**TRY IT**
Lines from the material below that hold the string "struct" are what is needed; copy each of them.

========

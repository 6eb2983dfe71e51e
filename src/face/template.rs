use crate::error::{BiometricError, Result};
use crate::vault::{NumericArray, Template};

/// Dimension of the upstream face embedding producer
pub const FACE_EMBEDDING_DIM: usize = 128;

/// One face, as a fixed-length embedding vector
#[derive(Debug, Clone, Copy, PartialEq)]
pub struct FaceTemplate([f64; FACE_EMBEDDING_DIM]);

impl FaceTemplate {
    pub fn new(values: [f64; FACE_EMBEDDING_DIM]) -> Result<Self> {
        if values.iter().any(|v| !v.is_finite()) {
            return Err(BiometricError::Processing(
                "face embedding contains non-finite values".to_string(),
            ));
        }
        Ok(Self(values))
    }

    pub fn as_slice(&self) -> &[f64] {
        &self.0
    }
}

impl TryFrom<Vec<f64>> for FaceTemplate {
    type Error = BiometricError;

    fn try_from(values: Vec<f64>) -> Result<Self> {
        if values.is_empty() {
            return Err(BiometricError::Processing("empty face embedding".to_string()));
        }
        let len = values.len();
        let values: [f64; FACE_EMBEDDING_DIM] = values.try_into().map_err(|_| {
            BiometricError::Format(format!(
                "face embedding has {} values, expected {}",
                len, FACE_EMBEDDING_DIM
            ))
        })?;
        Self::new(values)
    }
}

impl Template for FaceTemplate {
    fn to_array(&self) -> NumericArray {
        NumericArray::from_f64(vec![FACE_EMBEDDING_DIM], self.0.iter().copied())
    }

    fn from_array(array: NumericArray) -> Result<Self> {
        if array.shape() != [FACE_EMBEDDING_DIM] {
            return Err(BiometricError::Format(format!(
                "face template shape {:?}, expected [{}]",
                array.shape(),
                FACE_EMBEDDING_DIM
            )));
        }
        Self::try_from(array.to_f64()?)
    }
}
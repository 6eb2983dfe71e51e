//! Face biometrics
//!
//! Embedding-distance matching and the live-stream session that throttles
//! re-matching against incoming camera frames. Face localization and the
//! embedding network are external collaborators behind `FaceAnalyzer`.

pub mod capture;
pub mod matcher;
pub mod stream;
pub mod template;

pub use capture::{CaptureDevice, CaptureLease, Frame, FrameSource};
pub use matcher::{compare, distance, label_for, FaceLabel, Rgb, SessionMode, DEFAULT_TOLERANCE};
pub use stream::{
    AnnotatedFrame, Annotation, Detection, FaceAnalyzer, FaceBox, SessionConfig, SessionState,
    StopOutcome, StreamSession,
};
pub use template::{FaceTemplate, FACE_EMBEDDING_DIM};
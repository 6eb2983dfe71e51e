use anyhow::{Context, Result};
use directories::ProjectDirs;
use std::fs;
use std::path::{Path, PathBuf};

use crate::vault::Modality;

/// Application paths following OS conventions
#[derive(Clone, Debug)]
pub struct AppPaths {
    /// Configuration directory (tolerances, thresholds)
    pub config: PathBuf,
    /// Data directory (keys, encrypted templates)
    pub data: PathBuf,
}

impl AppPaths {
    /// Resolve OS-specific paths for Biolock
    ///
    /// # Platform Paths
    ///
    /// ## Linux
    /// - Config: `~/.config/Biolock/`
    /// - Data: `~/.local/share/Biolock/` → keys/, face_encodings/, voice_samples/
    ///
    /// ## macOS
    /// - Config: `~/Library/Preferences/Biolock/`
    /// - Data: `~/Library/Application Support/Biolock/`
    ///
    /// ## Windows
    /// - Config: `%APPDATA%\Biolock\config\`
    /// - Data: `%LOCALAPPDATA%\Biolock\`
    pub fn new() -> Result<Self> {
        let proj_dirs = ProjectDirs::from("com", "LotusEmberLabs", "Biolock")
            .context("Failed to determine project directories")?;

        Ok(Self {
            config: proj_dirs.config_dir().to_path_buf(),
            data: proj_dirs.data_dir().to_path_buf(),
        })
    }

    /// Root the whole layout under a single directory
    pub fn at(root: impl AsRef<Path>) -> Self {
        let root = root.as_ref();
        Self {
            config: root.join("config"),
            data: root.join("data"),
        }
    }

    /// Create all necessary directories with subdirectories
    pub fn ensure_directories(&self) -> Result<()> {
        fs::create_dir_all(&self.config).context("Failed to create config directory")?;
        fs::create_dir_all(self.keys_dir()).context("Failed to create keys directory")?;
        fs::create_dir_all(self.face_dir()).context("Failed to create face_encodings directory")?;
        fs::create_dir_all(self.voice_dir()).context("Failed to create voice_samples directory")?;

        log::info!("Application directories initialized");
        log::debug!("  Config: {}", self.config.display());
        log::debug!("  Data:   {}", self.data.display());

        Ok(())
    }

    /// Get path to config file
    pub fn config_file(&self) -> PathBuf {
        self.config.join("config.toml")
    }

    /// Get path to keys directory
    pub fn keys_dir(&self) -> PathBuf {
        self.data.join("keys")
    }

    pub fn face_dir(&self) -> PathBuf {
        self.data.join("face_encodings")
    }

    pub fn voice_dir(&self) -> PathBuf {
        self.data.join("voice_samples")
    }

    /// Encrypted template location for a modality
    pub fn template_file(&self, modality: Modality) -> PathBuf {
        match modality {
            Modality::Face => self.face_dir().join("user_face.tpl.enc"),
            Modality::Voice => self.voice_dir().join("encrypted_voice.tpl.enc"),
        }
    }

    /// Debug copy of the last voice enrollment recording
    pub fn last_recording(&self) -> PathBuf {
        self.voice_dir().join("last_record.wav")
    }
}
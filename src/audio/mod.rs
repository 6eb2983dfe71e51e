//! Audio container handling for voice enrollment and verification
//!
//! Callers hand over a complete WAV payload. It is decoded, mixed down to
//! mono and passed to the MFCC extractor collaborator.

use hound::{SampleFormat, WavReader, WavSpec, WavWriter};
use std::io::Cursor;
use std::path::Path;

use crate::error::{BiometricError, Result};
use crate::voice::MfccFrame;

/// Mono waveform at a known sample rate
#[derive(Debug, Clone, PartialEq)]
pub struct Waveform {
    pub samples: Vec<f32>,
    pub sample_rate: u32,
}

impl Waveform {
    pub fn duration_ms(&self) -> u64 {
        if self.sample_rate == 0 {
            return 0;
        }
        self.samples.len() as u64 * 1000 / u64::from(self.sample_rate)
    }
}

/// MFCC feature extraction (excluded collaborator)
pub trait MfccExtractor {
    /// Per-time-frame coefficient vectors for `waveform`
    fn extract(&self, waveform: &Waveform) -> Result<Vec<MfccFrame>>;
}

/// Decode a WAV payload, mixing multi-channel audio down to mono.
///
/// Integer PCM is scaled to [-1.0, 1.0].
pub fn decode_wav(bytes: &[u8]) -> Result<Waveform> {
    let mut reader = WavReader::new(Cursor::new(bytes))?;
    let spec = reader.spec();
    if spec.channels == 0 {
        return Err(BiometricError::Format("WAV declares zero channels".to_string()));
    }

    let interleaved: Vec<f32> = match spec.sample_format {
        SampleFormat::Float => reader.samples::<f32>().collect::<std::result::Result<_, _>>()?,
        SampleFormat::Int => {
            let full_scale = (1i64 << (spec.bits_per_sample.saturating_sub(1))) as f32;
            reader
                .samples::<i32>()
                .map(|s| s.map(|v| v as f32 / full_scale))
                .collect::<std::result::Result<_, _>>()?
        }
    };

    let channels = usize::from(spec.channels);
    let samples: Vec<f32> = interleaved
        .chunks(channels)
        .map(|frame| frame.iter().sum::<f32>() / frame.len() as f32)
        .collect();

    if samples.is_empty() {
        return Err(BiometricError::Processing("audio contains no samples".to_string()));
    }

    log::debug!(
        "Decoded WAV: {} Hz, {} channel(s), {} bits, {} mono samples",
        spec.sample_rate,
        spec.channels,
        spec.bits_per_sample,
        samples.len()
    );

    Ok(Waveform {
        samples,
        sample_rate: spec.sample_rate,
    })
}

/// Write a mono 32-bit float WAV (debug copy of a recording)
pub fn write_wav(path: &Path, waveform: &Waveform) -> Result<()> {
    let spec = WavSpec {
        channels: 1,
        sample_rate: waveform.sample_rate,
        bits_per_sample: 32,
        sample_format: SampleFormat::Float,
    };

    let storage_err = |e: hound::Error| BiometricError::Storage(format!("{}: {}", path.display(), e));
    let mut writer = WavWriter::create(path, spec).map_err(storage_err)?;
    for &sample in &waveform.samples {
        writer.write_sample(sample).map_err(storage_err)?;
    }
    writer.finalize().map_err(storage_err)?;
    Ok(())
}

#[cfg(test)]
pub(crate) mod testing {
    use super::*;

    /// Encode interleaved i16 PCM as an in-memory WAV
    pub fn wav_bytes(samples: &[i16], channels: u16, sample_rate: u32) -> Vec<u8> {
        let spec = WavSpec {
            channels,
            sample_rate,
            bits_per_sample: 16,
            sample_format: SampleFormat::Int,
        };
        let mut cursor = Cursor::new(Vec::new());
        {
            let mut writer = WavWriter::new(&mut cursor, spec).unwrap();
            for &s in samples {
                writer.write_sample(s).unwrap();
            }
            writer.finalize().unwrap();
        }
        cursor.into_inner()
    }
}

#[cfg(test)]
mod tests {
    use super::testing::wav_bytes;
    use super::*;
    use crate::error::ErrorKind;

    #[test]
    fn test_decode_mono_pcm16() {
        let bytes = wav_bytes(&[0, 16384, -16384, i16::MIN], 1, 16000);
        let wave = decode_wav(&bytes).unwrap();
        assert_eq!(wave.sample_rate, 16000);
        assert_eq!(wave.samples, vec![0.0, 0.5, -0.5, -1.0]);
    }

    #[test]
    fn test_stereo_is_mixed_down() {
        let bytes = wav_bytes(&[16384, 0, -16384, -16384], 2, 8000);
        let wave = decode_wav(&bytes).unwrap();
        assert_eq!(wave.samples, vec![0.25, -0.5]);
    }

    #[test]
    fn test_garbage_is_format_error() {
        let err = decode_wav(b"definitely not a wav file").unwrap_err();
        assert_eq!(err.kind(), ErrorKind::Format);
    }

    #[test]
    fn test_empty_wav_is_processing_error() {
        let bytes = wav_bytes(&[], 1, 16000);
        let err = decode_wav(&bytes).unwrap_err();
        assert_eq!(err.kind(), ErrorKind::Processing);
    }

    #[test]
    fn test_duration() {
        let wave = Waveform {
            samples: vec![0.0; 32000],
            sample_rate: 16000,
        };
        assert_eq!(wave.duration_ms(), 2000);
    }

    #[test]
    fn test_write_then_decode() {
        let dir = tempfile::tempdir().unwrap();
        let path = dir.path().join("last_record.wav");
        let wave = Waveform {
            samples: vec![0.0, 0.25, -0.75],
            sample_rate: 22050,
        };
        write_wav(&path, &wave).unwrap();
        let decoded = decode_wav(&std::fs::read(&path).unwrap()).unwrap();
        assert_eq!(decoded, wave);
    }
}
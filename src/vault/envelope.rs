use chacha20poly1305::{
    aead::{Aead, KeyInit, OsRng},
    XChaCha20Poly1305, XNonce,
};
use rand_core::RngCore;
use zeroize::Zeroizing;

use super::keys::SymmetricKey;
use crate::error::{BiometricError, Result};

/// XChaCha20-Poly1305 nonce length (192-bit)
pub const NONCE_LEN: usize = 24;

/// Poly1305 tag length
pub const TAG_LEN: usize = 16;

/// Persisted unit: `nonce || ciphertext || tag`
#[derive(Debug, Clone, PartialEq, Eq)]
pub struct EncryptedEnvelope {
    nonce: [u8; NONCE_LEN],
    /// Ciphertext with the authentication tag appended
    sealed: Vec<u8>,
}

impl EncryptedEnvelope {
    /// Encrypt `plaintext` under `key` with a freshly generated nonce
    pub fn seal(key: &SymmetricKey, plaintext: &[u8]) -> Result<Self> {
        let cipher = XChaCha20Poly1305::new(key.as_bytes().into());

        let mut nonce = [0u8; NONCE_LEN];
        OsRng.fill_bytes(&mut nonce);

        let sealed = cipher
            .encrypt(XNonce::from_slice(&nonce), plaintext)
            .map_err(|_| sealing_failed(plaintext.len()))?;

        Ok(Self { nonce, sealed })
    }

    /// Verify the tag and decrypt. Consumes the envelope.
    pub fn open(self, key: &SymmetricKey) -> Result<Zeroizing<Vec<u8>>> {
        let cipher = XChaCha20Poly1305::new(key.as_bytes().into());
        cipher
            .decrypt(XNonce::from_slice(&self.nonce), self.sealed.as_ref())
            .map(Zeroizing::new)
            .map_err(|_| {
                BiometricError::Integrity("tag mismatch (tampered data or wrong key)".to_string())
            })
    }

    pub fn to_bytes(&self) -> Vec<u8> {
        let mut out = Vec::with_capacity(NONCE_LEN + self.sealed.len());
        out.extend_from_slice(&self.nonce);
        out.extend_from_slice(&self.sealed);
        out
    }

    /// Split stored bytes into nonce and sealed payload.
    ///
    /// A file too short to hold a nonce and tag can only be the result of
    /// truncation, so it is reported as an integrity failure.
    pub fn from_bytes(bytes: &[u8]) -> Result<Self> {
        if bytes.len() < NONCE_LEN + TAG_LEN {
            return Err(BiometricError::Integrity(format!(
                "envelope truncated: {} bytes, need at least {}",
                bytes.len(),
                NONCE_LEN + TAG_LEN
            )));
        }

        let (nonce_bytes, sealed) = bytes.split_at(NONCE_LEN);
        let mut nonce = [0u8; NONCE_LEN];
        nonce.copy_from_slice(nonce_bytes);

        Ok(Self {
            nonce,
            sealed: sealed.to_vec(),
        })
    }
}

/// AEAD sealing only fails on plaintexts beyond the cipher's length limit
fn sealing_failed(len: usize) -> BiometricError {
    BiometricError::Processing(format!("cannot encrypt {} byte template", len))
}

========

**ANSWER TO THIS EXERCISE**
pub struct FaceTemplate([f64; FACE_EMBEDDING_DIM]);
pub struct AppPaths {
pub struct Waveform {
pub struct EncryptedEnvelope {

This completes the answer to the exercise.